I'm trying to use TensorFlow with my deep learning project.

When I use Momentum Gradient Descent, how is the weight cost strength set?
(The λ in this formula.)

Guy Coder
  • 24,501
  • 8
  • 71
  • 136
Peter Yang
  • 211
  • 2
  • 8

2 Answers2

8

The term for the weight cost/decay is not part of the optimizers in TensorFlow.

It is easy to include, however, by adding the extra penalty to the cost function with the L2 loss on the weights:

C = <your initial cost function>
l2_loss = tf.add_n([tf.nn.l2_loss(v) for v in tf.trainable_variables()])
C = C + lambda * l2_loss

tf.nn.l2_loss(v) link is simply 0.5 * tf.reduce_sum(v * v) and the gradients for individual weights will be equal to lambda * w, which should be equivalent to your linked equation.

Rafał Józefowicz
  • 6,215
  • 2
  • 24
  • 18
  • Thank u so much. I have also implement this part in Theano, it worked.But when i try this in tensorflow, it still can not get the expected result. what is different between them? Please check: http://stackoverflow.com/questions/35488019/whats-different-about-momentum-gradient-update-in-tensorflow-and-theano-like-th – Peter Yang Feb 19 '16 at 09:08
  • be careful not to include biases in this loss since they are also tf.trainable_variables() – gizzmole Feb 14 '17 at 00:45
0

Note that the formula you show does not actually present true "weight decay", but instead L2-regularization. Many people mix these up, including well-known professors. Let me explain.

When using pure SGD (without momentum) as an optimizer, weight decay is the same thing as adding a L2-regularization term to the loss. When using any other optimizer, including Momentum, this is not true.

Weight decay (don't know how to TeX here, so excuse my pseudo-notation):

w[t+1] = w[t] - learning_rate * dw - weight_decay * w

L2-regularization:

loss = actual_loss + lambda * 1/2 sum(||w||_2 for w in network_params)

Computing the gradient of the extra term in L2-regularization gives lambda * w and thus inserting it into the SGD update equation

dloss_dw = dactual_loss_dw + lambda * w
w[t+1] = w[t] - learning_rate * dw

gives the same as weight decay, but mixes lambda with the learning_rate. Any other optimizer, even SGD with momentum, gives a different update rule for weight decay as for L2-regularization! See the paper Fixing weight decay in Adam for more details. (Edit: AFAIK, this 1987 Hinton paper introduced "weight decay", literally as "each time the weights are updated, their magnitude is also decremented by 0.4%" at page 10)
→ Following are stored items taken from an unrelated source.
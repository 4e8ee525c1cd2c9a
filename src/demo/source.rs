//! 周期性失效源
//!
//! 无依赖的 evaluator：运行 `up` 个 tick 后发出 FAIL，停机 `down` 个 tick 后发出 REPAIR，
//! 如此循环。只靠自己登记的回调推进。

use std::any::Any;

use super::{FAIL, REPAIR};
use crate::error::SimError;
use crate::node::{
    Behavior, Configuration, Cursor, EvaluatorNode, EvaluatorView, InitInfo, Node, Timeline,
};
use crate::sim::{Event, Magnitude, NodeId, SimTime};

#[derive(Debug, Clone)]
pub struct FailureSource {
    id: NodeId,
    timeline: Timeline,
    cycle: Cycle,
}

#[derive(Debug, Clone)]
struct Cycle {
    up: i64,
    down: i64,
    offset: i64,
    failed: bool,
    failures: u64,
}

impl FailureSource {
    pub fn new(id: impl Into<NodeId>, up: i64, down: i64) -> Self {
        let id = id.into();
        Self {
            timeline: Timeline::new(id.clone()),
            id,
            cycle: Cycle {
                up,
                down,
                offset: 0,
                failed: false,
                failures: 0,
            },
        }
    }

    /// 第一次失效推迟 `offset` 个 tick
    pub fn with_offset(mut self, offset: i64) -> Self {
        self.cycle.offset = offset;
        self
    }

    pub fn failures(&self) -> u64 {
        self.cycle.failures
    }

    pub fn is_failed(&self) -> bool {
        self.cycle.failed
    }

    pub fn timeline(&self) -> &Timeline {
        &self.timeline
    }
}

impl Node for FailureSource {
    fn id(&self) -> &NodeId {
        &self.id
    }

    fn configuration(&self) -> Configuration {
        Configuration::from([
            ("kind".to_string(), "failure_source".to_string()),
            ("up".to_string(), self.cycle.up.to_string()),
            ("down".to_string(), self.cycle.down.to_string()),
            ("offset".to_string(), self.cycle.offset.to_string()),
        ])
    }

    fn as_any(&self) -> &dyn Any {
        self
    }
}

impl EvaluatorNode for FailureSource {
    fn initiate(&mut self, info: &InitInfo) -> Result<(), SimError> {
        if self.cycle.up <= 0 || self.cycle.down <= 0 || self.cycle.offset < 0 {
            return Err(SimError::node(
                &self.id,
                "up/down must be positive and offset non-negative",
            ));
        }
        self.timeline = Timeline::new(self.id.clone()).with_history(info.history_len);
        let first = SimTime(self.cycle.offset.saturating_add(self.cycle.up));
        self.timeline.schedule(first)?;
        Ok(())
    }

    fn consume(&mut self, _window_end: SimTime, view: &mut EvaluatorView<'_>) -> Result<(), SimError> {
        let window = view.window();
        let batch = view.events();
        let pass = view.pass();
        self.timeline.advance(window, batch, pass, &mut self.cycle, view)?;
        view.report_next_due(self.timeline.next_due());
        Ok(())
    }

    fn copy(&self) -> Box<dyn EvaluatorNode> {
        Box::new(self.clone())
    }
}

impl<'a> Behavior<EvaluatorView<'a>> for Cycle {
    fn on_event(
        &mut self,
        event: Option<&Event>,
        cx: &mut Cursor<'_>,
        view: &mut EvaluatorView<'a>,
    ) -> Result<(), SimError> {
        // 根节点没有上游，只响应定时器
        if event.is_some() {
            return Ok(());
        }
        let ev = if self.failed {
            self.failed = false;
            cx.wake_after(self.up)?;
            cx.event(REPAIR)
        } else {
            self.failed = true;
            self.failures += 1;
            cx.wake_after(self.down)?;
            cx.event(FAIL).with_magnitude(Magnitude::new(self.down as f64, "ticks"))
        };
        view.raise_event(ev)?;
        Ok(())
    }
}
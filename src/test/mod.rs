mod builder;
mod observers;
mod ordering;
mod responses;
mod scenario_spec;
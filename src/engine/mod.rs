//! 调度/执行内核
//!
//! 此模块包含调度条目、三种窗口执行任务、引擎协调器、构图器与全局观察者。
//! 控制流自上而下：协调器 → 任务 → 条目 → 运行时循环 → 队列；
//! 数据流自下而上：节点产出经由条目、任务进入相邻条目。

// 子模块声明
mod builder;
mod coordinator;
mod entry;
mod observer;
mod task;

// 重新导出公共接口
pub use builder::GraphBuilder;
pub use coordinator::Engine;
pub use entry::EntryKind;
pub use observer::{Observed, Observer, TraceRecord, TraceRecorder, TraceRef};
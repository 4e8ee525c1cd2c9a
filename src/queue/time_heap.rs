//! 回调时间最小堆
//!
//! 1 起始下标的二叉最小堆。出队时合并所有相同的最小值，
//! 因此重复登记“在 T 时刻唤醒我”是幂等的。

use crate::sim::SimTime;

#[derive(Debug, Clone)]
pub struct TimeHeap {
    // slots[0] 不使用
    slots: Vec<SimTime>,
}

impl Default for TimeHeap {
    fn default() -> Self {
        Self::new()
    }
}

impl TimeHeap {
    pub fn new() -> Self {
        Self {
            slots: vec![SimTime::NEVER],
        }
    }

    pub fn len(&self) -> usize {
        self.slots.len() - 1
    }

    pub fn is_empty(&self) -> bool {
        self.len() == 0
    }

    pub fn push(&mut self, t: SimTime) {
        self.slots.push(t);
        self.sift_up(self.len());
    }

    pub fn peek(&self) -> Option<SimTime> {
        self.slots.get(1).copied()
    }

    /// 弹出最小时间，并丢弃与之相等的所有重复项
    pub fn pop(&mut self) -> Option<SimTime> {
        let min = self.pop_one()?;
        while self.peek() == Some(min) {
            self.pop_one();
        }
        Some(min)
    }

    fn pop_one(&mut self) -> Option<SimTime> {
        if self.is_empty() {
            return None;
        }
        let last = self.len();
        self.slots.swap(1, last);
        let min = self.slots.pop();
        if !self.is_empty() {
            self.sift_down(1);
        }
        min
    }

    fn sift_up(&mut self, mut i: usize) {
        while i > 1 {
            let parent = i / 2;
            if self.slots[i] >= self.slots[parent] {
                break;
            }
            self.slots.swap(i, parent);
            i = parent;
        }
    }

    fn sift_down(&mut self, mut i: usize) {
        let n = self.len();
        loop {
            let left = i * 2;
            if left > n {
                break;
            }
            let right = left + 1;
            let child = if right <= n && self.slots[right] < self.slots[left] {
                right
            } else {
                left
            };
            if self.slots[child] >= self.slots[i] {
                break;
            }
            self.slots.swap(i, child);
            i = child;
        }
    }
}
That being said, there doesn't seem to be support for "proper" weight decay in TensorFlow yet. There are a few issues discussing it, specifically because of above paper.
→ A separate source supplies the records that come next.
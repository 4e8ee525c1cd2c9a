//! 引擎协调器
//!
//! 持有节点注册表，在单个控制线程上把一个窗口推进到底：
//! 准备 → 运行 → 推进剩余条目（0..n 轮）→ 收尾。
//! 控制线程从不直接运行节点逻辑，唯一的挂起点是等待线程池静默。
//!
//! 每轮静默后重新计算各未完成条目的产出下界：条目自身最早的待办、
//! 依赖的下界、以及（等待回复时）订阅者的下界，取最小值直到不动点，
//! 再把结果作为承诺发布。依赖承诺前移的条目进行部分推进；没有任何条目能推进时，
//! 下界已到边界的等待者被释放，等待留到下一窗口。两者都没有才是循环依赖。

use std::collections::HashMap;
use std::sync::Arc;
use std::sync::atomic::{AtomicBool, AtomicUsize, Ordering};

use parking_lot::{Condvar, Mutex, RwLock};
use rayon::ThreadPool;
use tracing::{debug, error, info};

use super::entry::{Entry, EntryKind, Standing};
use super::observer::{Observed, Observer};
use super::task;
use crate::config::EngineConfig;
use crate::error::{SimError, TaskFailure, UsageError};
use crate::node::ResponsePair;
use crate::sim::{Event, NodeId, SimTime, Window};

/// 控制线程与任务共享的状态
pub(crate) struct Shared {
    pub(crate) entries: Vec<Entry>,
    index: HashMap<NodeId, usize>,
    pub(crate) observers: Vec<Mutex<Box<dyn Observer>>>,
    window: RwLock<Window>,
    snapshot: Mutex<Vec<Observed>>,
    inflight: AtomicUsize,
    completed: AtomicUsize,
    failures: Mutex<Vec<TaskFailure>>,
    dead: AtomicBool,
    idle_lock: Mutex<()>,
    idle: Condvar,
}

impl Shared {
    pub(crate) fn new(entries: Vec<Entry>, observers: Vec<Box<dyn Observer>>) -> Self {
        let index = entries
            .iter()
            .map(|e| (e.id.clone(), e.idx))
            .collect();
        Self {
            entries,
            index,
            observers: observers.into_iter().map(Mutex::new).collect(),
            window: RwLock::new(Window::new(SimTime::ZERO, SimTime::ZERO)),
            snapshot: Mutex::new(Vec::new()),
            inflight: AtomicUsize::new(0),
            completed: AtomicUsize::new(0),
            failures: Mutex::new(Vec::new()),
            dead: AtomicBool::new(false),
            idle_lock: Mutex::new(()),
            idle: Condvar::new(),
        }
    }

    pub(crate) fn lookup(&self, id: &NodeId) -> Option<usize> {
        self.index.get(id).copied()
    }

    pub(crate) fn window(&self) -> Window {
        *self.window.read()
    }

    pub(crate) fn is_dead(&self) -> bool {
        self.dead.load(Ordering::Acquire)
    }

    fn mark_dead(&self) {
        self.dead.store(true, Ordering::Release);
    }

    pub(crate) fn task_started(&self) {
        self.inflight.fetch_add(1, Ordering::SeqCst);
    }

    pub(crate) fn task_finished(&self) {
        if self.inflight.fetch_sub(1, Ordering::SeqCst) == 1 {
            let _guard = self.idle_lock.lock();
            self.idle.notify_all();
        }
    }

    /// 依赖承诺的最小值；没有依赖时为无穷远
    pub(crate) fn bound_for(&self, entry: &Entry) -> SimTime {
        entry
            .deps
            .iter()
            .map(|&d| self.entries[d].promised())
            .min()
            .unwrap_or(SimTime::NEVER)
    }

    pub(crate) fn count_completed(&self) {
        self.completed.fetch_add(1, Ordering::SeqCst);
    }

    /// 记录失败并强制唤醒控制线程
    pub(crate) fn record_failure(&self, failure: TaskFailure) {
        self.failures.lock().push(failure);
        let _guard = self.idle_lock.lock();
        self.idle.notify_all();
    }

    /// 有观察者时把产出镜像到快照缓冲
    pub(crate) fn mirror(&self, events: &[Event], responses: &[ResponsePair]) {
        if self.observers.is_empty() || (events.is_empty() && responses.is_empty()) {
            return;
        }
        let mut snapshot = self.snapshot.lock();
        snapshot.extend(events.iter().cloned().map(Observed::Event));
        snapshot.extend(responses.iter().cloned().map(Observed::Response));
    }
}

/// 仿真引擎（协调器 + 注册表）
pub struct Engine {
    shared: Arc<Shared>,
    pool: ThreadPool,
    clock: SimTime,
    config: EngineConfig,
}

impl Engine {
    pub(crate) fn new(shared: Shared, config: EngineConfig, clock: SimTime) -> Result<Self, SimError> {
        let prefix = config.thread_name_prefix.clone();
        let pool = rayon::ThreadPoolBuilder::new()
            .num_threads(config.threads)
            .thread_name(move |i| format!("{prefix}-{i}"))
            .build()
            .map_err(|e| SimError::ThreadPool(e.to_string()))?;
        Ok(Self {
            shared: Arc::new(shared),
            pool,
            clock,
            config,
        })
    }

    /// 已提交的时钟
    pub fn clock(&self) -> SimTime {
        self.clock
    }

    pub fn config(&self) -> &EngineConfig {
        &self.config
    }

    pub fn is_dead(&self) -> bool {
        self.shared.is_dead()
    }

    pub fn node_ids(&self) -> Vec<NodeId> {
        self.shared.entries.iter().map(|e| e.id.clone()).collect()
    }

    pub fn kind(&self, id: &NodeId) -> Result<EntryKind, UsageError> {
        Ok(self.entry(id)?.kind)
    }

    pub fn dependencies(&self, id: &NodeId) -> Result<Vec<NodeId>, UsageError> {
        let entry = self.entry(id)?;
        Ok(self.ids(&entry.deps))
    }

    pub fn subscribers(&self, id: &NodeId) -> Result<Vec<NodeId>, UsageError> {
        let entry = self.entry(id)?;
        Ok(self.ids(&entry.subscribers))
    }

    /// 以具体类型只读访问节点；类型不符时返回 `None`
    pub fn with_node<T, R>(&self, id: &NodeId, f: impl FnOnce(&T) -> R) -> Option<R>
    where
        T: 'static,
    {
        let idx = self.shared.lookup(id)?;
        let slot = self.shared.entries[idx].slot.lock();
        slot.as_any().downcast_ref::<T>().map(f)
    }

    fn entry(&self, id: &NodeId) -> Result<&Entry, UsageError> {
        self.shared
            .lookup(id)
            .map(|idx| &self.shared.entries[idx])
            .ok_or_else(|| UsageError::UnknownId(id.clone()))
    }

    fn ids(&self, idxs: &[usize]) -> Vec<NodeId> {
        idxs.iter()
            .map(|&i| self.shared.entries[i].id.clone())
            .collect()
    }

    /// 把仿真推进到 `target`：窗口 `(clock, target]` 要么完整提交，要么引擎失效
    #[tracing::instrument(skip(self), fields(clock = %self.clock, target = %target))]
    pub fn evaluate(&mut self, target: SimTime) -> Result<(), SimError> {
        if self.shared.is_dead() {
            return Err(SimError::Dead);
        }
        if target <= self.clock {
            return Err(UsageError::NonMonotonicWindow {
                clock: self.clock,
                target,
            }
            .into());
        }

        // 准备
        let window = Window::new(self.clock, target);
        *self.shared.window.write() = window;
        self.shared.completed.store(0, Ordering::SeqCst);
        self.shared.snapshot.lock().clear();
        let mut goal = 0;
        for entry in &self.shared.entries {
            entry.reset_window(window);
            if !entry.is_detached() {
                goal += 1;
            }
        }
        debug!(
            goal,
            detached = self.shared.entries.len() - goal,
            "📋 准备窗口"
        );

        // 运行
        let roots: Vec<usize> = self
            .shared
            .entries
            .iter()
            .filter(|e| e.self_starts() && e.sched.lock().try_queue())
            .map(|e| e.idx)
            .collect();
        debug!(roots = roots.len(), "▶️  提交自启动条目");
        self.submit_all(&roots);
        self.wait_quiescent()?;

        // 推进剩余条目
        let mut round = 0usize;
        while self.shared.completed.load(Ordering::SeqCst) < goal {
            let plan = self.plan_round(window);
            if plan.ready.is_empty() && plan.released.is_empty() {
                let pending: Vec<NodeId> = self
                    .shared
                    .entries
                    .iter()
                    .filter(|e| !e.is_detached() && !e.is_complete())
                    .map(|e| e.id.clone())
                    .collect();
                self.shared.mark_dead();
                error!(?pending, "🔁 检测到循环依赖，窗口无法完成");
                return Err(SimError::CircularDependency {
                    window_end: target,
                    pending,
                });
            }
            round += 1;
            if !plan.released.is_empty() {
                info!(released = ?self.ids(&plan.released), "⏸️  等待跨越窗口边界");
            }
            debug!(round, ready = plan.ready.len(), "🔄 继续推进");
            self.submit_all(&plan.ready);
            self.wait_quiescent()?;
        }

        // 收尾
        if !self.shared.observers.is_empty() {
            let mut snapshot = std::mem::take(&mut *self.shared.snapshot.lock());
            Observed::sort(&mut snapshot);
            let snapshot: Arc<[Observed]> = snapshot.into();
            let shared = &self.shared;
            self.pool.install(|| {
                for i in 0..shared.observers.len() {
                    task::submit_observer(shared, i, Arc::clone(&snapshot));
                }
            });
            self.wait_quiescent()?;
        }

        self.clock = target;
        info!(clock = %self.clock, drain_rounds = round, "✅ 窗口已提交");
        Ok(())
    }

    /// 静默时规划下一轮：发布承诺，挑出能推进的条目；都不能推进时释放等待者
    fn plan_round(&self, window: Window) -> Plan {
        let entries = &self.shared.entries;
        let standing: Vec<Standing> = entries.iter().map(|e| e.standing(window)).collect();
        let settled =
            |i: usize| standing[i].complete || entries[i].kind == EntryKind::Sink;

        let mut floor: Vec<SimTime> = (0..entries.len())
            .map(|i| if settled(i) { SimTime::NEVER } else { standing[i].held })
            .collect();
        let mut changed = true;
        while changed {
            changed = false;
            for (i, e) in entries.iter().enumerate() {
                if settled(i) {
                    continue;
                }
                let repliers: &[usize] = if standing[i].awaiting { &e.subscribers } else { &[] };
                let low = e
                    .deps
                    .iter()
                    .chain(repliers)
                    .map(|&j| floor[j])
                    .fold(floor[i], SimTime::min);
                if low < floor[i] {
                    floor[i] = low;
                    changed = true;
                }
            }
        }
        for (i, e) in entries.iter().enumerate() {
            if !settled(i) {
                e.promise(floor[i]);
            }
        }

        let mut plan = Plan::default();
        for (i, e) in entries.iter().enumerate() {
            let st = &standing[i];
            let wanted = !settled(i) && !e.is_detached() && {
                let bound = self.shared.bound_for(e).min(window.end);
                st.fresh
                    || (!st.awaiting && bound > st.reach)
                    || st.next_input.is_some_and(|t| t <= bound)
            };
            if e.claim(wanted) {
                plan.ready.push(i);
            }
        }
        if !plan.ready.is_empty() {
            return plan;
        }

        for (i, e) in entries.iter().enumerate() {
            if standing[i].awaiting && floor[i] >= window.end && e.release() {
                plan.released.push(i);
            }
        }
        for &i in &plan.released {
            let e = &entries[i];
            if !e.is_detached() {
                self.shared.count_completed();
            }
            for &sub in &e.subscribers {
                if entries[sub].offer(&[], true) {
                    plan.ready.push(sub);
                }
            }
        }
        plan
    }

    fn submit_all(&self, idxs: &[usize]) {
        let shared = &self.shared;
        self.pool.install(|| {
            for &idx in idxs {
                task::submit(shared, idx);
            }
        });
    }

    /// 阻塞直到没有在途任务；任何任务失败都会提前唤醒并以聚合错误返回
    fn wait_quiescent(&self) -> Result<(), SimError> {
        {
            let mut guard = self.shared.idle_lock.lock();
            while self.shared.inflight.load(Ordering::SeqCst) > 0
                && self.shared.failures.lock().is_empty()
            {
                self.shared.idle.wait(&mut guard);
            }
        }
        let failures = std::mem::take(&mut *self.shared.failures.lock());
        if failures.is_empty() {
            return Ok(());
        }
        self.shared.mark_dead();
        error!(count = failures.len(), "💥 任务失败，引擎失效");
        Err(SimError::TaskFailures(failures))
    }

    /// 深拷贝出一个独立的引擎（节点通过 `copy()` 复制），时钟相同，不带观察者
    pub fn fork(&self) -> Result<Engine, SimError> {
        if self.shared.is_dead() {
            return Err(SimError::Dead);
        }
        let entries = self.shared.entries.iter().map(Entry::duplicate).collect();
        Engine::new(Shared::new(entries, Vec::new()), self.config.clone(), self.clock)
    }

    /// 由节点配置与拓扑折叠出的 64 位 FNV-1a 摘要（用于复现性校验）
    pub fn configuration_digest(&self) -> u64 {
        let mut h = Fnv1a::default();
        for entry in &self.shared.entries {
            h.write(entry.id.as_str());
            h.write(entry.kind.name());
            for &dep in &entry.deps {
                h.write(self.shared.entries[dep].id.as_str());
            }
            for (k, v) in entry.slot.lock().configuration() {
                h.write(&k);
                h.write(&v);
            }
        }
        h.finish()
    }
}

/// 一轮规划的结果
#[derive(Debug, Default)]
struct Plan {
    ready: Vec<usize>,
    released: Vec<usize>,
}

#[derive(Debug)]
struct Fnv1a(u64);

impl Default for Fnv1a {
    fn default() -> Self {
        Fnv1a(0xcbf2_9ce4_8422_2325)
    }
}

impl Fnv1a {
    fn write(&mut self, s: &str) {
        for b in s.as_bytes().iter().chain(std::iter::once(&0xff)) {
            self.0 ^= u64::from(*b);
            self.0 = self.0.wrapping_mul(0x0000_0100_0000_01b3);
        }
    }

    fn finish(&self) -> u64 {
        self.0
    }
}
One possible way to implement it is by writing an op that does the decay step manually after every optimizer step. A different way, which is what I'm currently doing, is using an additional SGD optimizer just for the weight decay, and "attaching" it to your train_op. Both of these are just crude work-arounds, though. My current code:

# In the network definition:
with arg_scope([layers.conv2d, layers.dense],
               weights_regularizer=layers.l2_regularizer(weight_decay)):
    # define the network.

loss = # compute the actual loss of your problem.
train_op = optimizer.minimize(loss, global_step=global_step)
if args.weight_decay not in (None, 0):
    with tf.control_dependencies([train_op]):
        sgd = tf.train.GradientDescentOptimizer(learning_rate=1.0)
        train_op = sgd.minimize(tf.add_n(tf.get_collection(tf.GraphKeys.REGULARIZATION_LOSSES)))

This somewhat makes use of TensorFlow's provided bookkeeping. Note that the arg_scope takes care of appending an L2-regularization term for every layer to the REGULARIZATION_LOSSES graph-key, which I then all sum up and optimize using SGD which, as shown above, corresponds to actual weight-decay.

Hope that helps, and if anyone gets a nicer code snippet for this, or TensorFlow implements it better (i.e. in the optimizers), please share.

Edit: see also this PR which just got merged into TF.

LucasB
  • 3,253
  • 1
  • 28
  • 31